By opposing existing socialist states with the intention of upholding “nonviolence” and “anti-authoritarianism,” colonial leftists reinforce the continued violence and oppression from the capitalist class. Socialist states are the only examples of large and sustainable post-capitalist societies, and attacking them only does harm to the socialist cause; when socialists say that these states “aren’t real socialism,” they grant a big arguing point to the reactionaries who like to claim that socialism always fails.
As the Palestinian militant Leila Khaled has written about the self-detrimental beliefs that characterize many leftists in colonial countries:
Some seemed to have read the historic political literature of the left, but most regarded the Marxist-Leninist leaders disdainfully…Though we were impressed by their moral integrity and personal dedication, we felt their ideology and strategy had little to do with the making of revolution. What astonished us most about this group was that they were opposed to nationalism, a doctrine we hold dearly as a colonised and dissipated people.
The American left must do away with these kinds of sentiments. The fight for socialism in America must be infused with solidarity with all existing socialist states, and with awareness of the fact that military action and nationhood is what’s made the movements behind these states successful. This specifically will require American leftists to become willing to build a socialist worker’s state, to become armed to defend this state from the inevitable capitalist attacks, and to support national cooperation with China, Cuba, and the DPRK.
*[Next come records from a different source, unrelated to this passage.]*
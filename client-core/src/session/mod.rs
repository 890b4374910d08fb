//! Persisted session state.
//!
//! The backend owns all durable data; the only thing the client keeps on
//! device is the session: auth token, role, and a handful of profile
//! fields. The store is written at login/registration, read on screen
//! mount, and cleared at logout. Consumers receive the store as an
//! injected capability rather than reaching for ambient globals.

use crate::error::ClientError;
use serde::{Deserialize, Serialize};
use std::collections::HashMap;
use std::path::{Path, PathBuf};
use std::sync::{Arc, RwLock};

/// Well-known session keys, matching the backend's field names.
pub mod keys {
    pub const TOKEN: &str = "token";
    pub const ROLE: &str = "role";
    pub const USER_ID: &str = "userId";
    pub const FULL_NAME: &str = "fullName";
    pub const TELEPHONE: &str = "telephone";
    pub const PROFILE_IMAGE_URL: &str = "profileImageUrl";
}

/// Key-value storage for the device session.
pub trait SessionStore: Send + Sync {
    fn get(&self, key: &str) -> Result<Option<String>, ClientError>;
    fn put(&self, key: &str, value: &str) -> Result<(), ClientError>;
    fn delete(&self, key: &str) -> Result<(), ClientError>;
    fn clear(&self) -> Result<(), ClientError>;
}

#[derive(Debug, Clone, Copy, PartialEq, Eq, Serialize, Deserialize)]
#[serde(rename_all = "SCREAMING_SNAKE_CASE")]
pub enum UserRole {
    Tenant,
    Owner,
}

impl UserRole {
    pub fn as_str(&self) -> &'static str {
        match self {
            Self::Tenant => "TENANT",
            Self::Owner => "OWNER",
        }
    }

    pub fn parse(s: &str) -> Option<Self> {
        match s {
            "TENANT" => Some(Self::Tenant),
            "OWNER" => Some(Self::Owner),
            _ => None,
        }
    }
}

impl std::fmt::Display for UserRole {
    fn fmt(&self, f: &mut std::fmt::Formatter<'_>) -> std::fmt::Result {
        f.write_str(self.as_str())
    }
}

/// Profile fields persisted alongside the token at login/registration.
#[derive(Debug, Clone)]
pub struct SessionProfile {
    pub user_id: String,
    pub full_name: String,
    pub telephone: String,
    pub profile_image_url: Option<String>,
}

/// Typed view over a [`SessionStore`].
#[derive(Clone)]
pub struct UserSession {
    store: Arc<dyn SessionStore>,
}

impl UserSession {
    pub fn new(store: Arc<dyn SessionStore>) -> Self {
        Self { store }
    }

    pub fn token(&self) -> Result<Option<String>, ClientError> {
        self.store.get(keys::TOKEN)
    }

    pub fn role(&self) -> Result<Option<UserRole>, ClientError> {
        Ok(self
            .store
            .get(keys::ROLE)?
            .as_deref()
            .and_then(UserRole::parse))
    }

    pub fn user_id(&self) -> Result<Option<String>, ClientError> {
        self.store.get(keys::USER_ID)
    }

    pub fn full_name(&self) -> Result<Option<String>, ClientError> {
        self.store.get(keys::FULL_NAME)
    }

    pub fn telephone(&self) -> Result<Option<String>, ClientError> {
        self.store.get(keys::TELEPHONE)
    }

    pub fn profile_image_url(&self) -> Result<Option<String>, ClientError> {
        self.store.get(keys::PROFILE_IMAGE_URL)
    }

    pub fn is_logged_in(&self) -> Result<bool, ClientError> {
        Ok(self.token()?.is_some())
    }

    /// Persist a fresh login: token, role, and profile fields together.
    pub fn store_login(
        &self,
        token: &str,
        role: UserRole,
        profile: &SessionProfile,
    ) -> Result<(), ClientError> {
        self.store.put(keys::TOKEN, token)?;
        self.store.put(keys::ROLE, role.as_str())?;
        self.store.put(keys::USER_ID, &profile.user_id)?;
        self.update_profile(
            &profile.full_name,
            &profile.telephone,
            profile.profile_image_url.as_deref(),
        )
    }

    /// Refresh the persisted profile fields after a profile update.
    pub fn update_profile(
        &self,
        full_name: &str,
        telephone: &str,
        profile_image_url: Option<&str>,
    ) -> Result<(), ClientError> {
        self.store.put(keys::FULL_NAME, full_name)?;
        self.store.put(keys::TELEPHONE, telephone)?;
        match profile_image_url {
            Some(url) => self.store.put(keys::PROFILE_IMAGE_URL, url),
            None => self.store.delete(keys::PROFILE_IMAGE_URL),
        }
    }

    pub fn clear(&self) -> Result<(), ClientError> {
        self.store.clear()
    }
}

/// Session store persisted as a JSON object on disk.
///
/// The whole map is rewritten on every mutation; session payloads are a
/// handful of short strings.
pub struct FileSessionStore {
    path: PathBuf,
    entries: RwLock<HashMap<String, String>>,
}

impl FileSessionStore {
    pub fn open(path: impl AsRef<Path>) -> Result<Self, ClientError> {
        let path = path.as_ref().to_path_buf();
        let entries = match std::fs::read_to_string(&path) {
            Ok(raw) => serde_json::from_str(&raw)?,
            Err(err) if err.kind() == std::io::ErrorKind::NotFound => HashMap::new(),
            Err(err) => return Err(err.into()),
        };

        Ok(Self {
            path,
            entries: RwLock::new(entries),
        })
    }

    fn persist(&self, entries: &HashMap<String, String>) -> Result<(), ClientError> {
        if let Some(parent) = self.path.parent() {
            if !parent.as_os_str().is_empty() {
                std::fs::create_dir_all(parent)?;
            }
        }
        let raw = serde_json::to_string_pretty(entries)?;
        std::fs::write(&self.path, raw)?;
        Ok(())
    }
}

impl SessionStore for FileSessionStore {
    fn get(&self, key: &str) -> Result<Option<String>, ClientError> {
        let entries = self
            .entries
            .read()
            .map_err(|_| ClientError::Session("session lock poisoned".to_string()))?;
        Ok(entries.get(key).cloned())
    }

    fn put(&self, key: &str, value: &str) -> Result<(), ClientError> {
        let mut entries = self
            .entries
            .write()
            .map_err(|_| ClientError::Session("session lock poisoned".to_string()))?;
        entries.insert(key.to_string(), value.to_string());
        self.persist(&entries)
    }

    fn delete(&self, key: &str) -> Result<(), ClientError> {
        let mut entries = self
            .entries
            .write()
            .map_err(|_| ClientError::Session("session lock poisoned".to_string()))?;
        entries.remove(key);
        self.persist(&entries)
    }

    fn clear(&self) -> Result<(), ClientError> {
        let mut entries = self
            .entries
            .write()
            .map_err(|_| ClientError::Session("session lock poisoned".to_string()))?;
        entries.clear();
        self.persist(&entries)
    }
}

/// In-memory store for tests and ephemeral sessions.
#[derive(Default)]
pub struct MemorySessionStore {
    entries: RwLock<HashMap<String, String>>,
}

impl MemorySessionStore {
    pub fn new() -> Self {
        Self::default()
    }
}

impl SessionStore for MemorySessionStore {
    fn get(&self, key: &str) -> Result<Option<String>, ClientError> {
        let entries = self
            .entries
            .read()
            .map_err(|_| ClientError::Session("session lock poisoned".to_string()))?;
        Ok(entries.get(key).cloned())
    }

    fn put(&self, key: &str, value: &str) -> Result<(), ClientError> {
        let mut entries = self
            .entries
            .write()
            .map_err(|_| ClientError::Session("session lock poisoned".to_string()))?;
        entries.insert(key.to_string(), value.to_string());
        Ok(())
    }

    fn delete(&self, key: &str) -> Result<(), ClientError> {
        let mut entries = self
            .entries
            .write()
            .map_err(|_| ClientError::Session("session lock poisoned".to_string()))?;
        entries.remove(key);
        Ok(())
    }

    fn clear(&self) -> Result<(), ClientError> {
        let mut entries = self
            .entries
            .write()
            .map_err(|_| ClientError::Session("session lock poisoned".to_string()))?;
        entries.clear();
        Ok(())
    }
}

#[cfg(test)]
mod tests {
    use super::*;

    fn temp_session_path() -> PathBuf {
        std::env::temp_dir().join(format!("rentify_session_{}.json", uuid::Uuid::new_v4()))
    }

    #[test]
    fn file_store_round_trips_across_reopen() {
        let path = temp_session_path();

        {
            let store = FileSessionStore::open(&path).unwrap();
            store.put(keys::TOKEN, "abc123").unwrap();
            store.put(keys::ROLE, "TENANT").unwrap();
        }

        let reopened = FileSessionStore::open(&path).unwrap();
        assert_eq!(reopened.get(keys::TOKEN).unwrap().as_deref(), Some("abc123"));
        assert_eq!(reopened.get(keys::ROLE).unwrap().as_deref(), Some("TENANT"));

        std::fs::remove_file(&path).ok();
    }

    #[test]
    fn clear_wipes_every_key() {
        let path = temp_session_path();
        let store = FileSessionStore::open(&path).unwrap();
        store.put(keys::TOKEN, "abc123").unwrap();
        store.put(keys::USER_ID, "u-1").unwrap();

        store.clear().unwrap();

        assert_eq!(store.get(keys::TOKEN).unwrap(), None);
        assert_eq!(store.get(keys::USER_ID).unwrap(), None);

        std::fs::remove_file(&path).ok();
    }

    #[test]
    fn user_session_stores_and_reads_login() {
        let store = Arc::new(MemorySessionStore::new());
        let session = UserSession::new(store);

        session
            .store_login(
                "tok-1",
                UserRole::Owner,
                &SessionProfile {
                    user_id: "u-9".to_string(),
                    full_name: "Aline U.".to_string(),
                    telephone: "+250780000001".to_string(),
                    profile_image_url: None,
                },
            )
            .unwrap();

        assert!(session.is_logged_in().unwrap());
        assert_eq!(session.role().unwrap(), Some(UserRole::Owner));
        assert_eq!(session.full_name().unwrap().as_deref(), Some("Aline U."));
        assert_eq!(session.profile_image_url().unwrap(), None);

        session.clear().unwrap();
        assert!(!session.is_logged_in().unwrap());
    }

    #[test]
    fn role_parse_rejects_unknown_values() {
        assert_eq!(UserRole::parse("TENANT"), Some(UserRole::Tenant));
        assert_eq!(UserRole::parse("landlord"), None);
    }
}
I realize the cause for socialist revolution in the United States is an especially difficult task, since it’s a colonialist country that’s mired in reactionary sentiments like the ones I’ve mentioned. But if socialism wins in this country, it will be the greatest gain yet in the project to transition the world to communism. Because with the productive forces that the country has, a socialist America would be an immensely powerful tool for fomenting socialist revolutions throughout the rest of the world.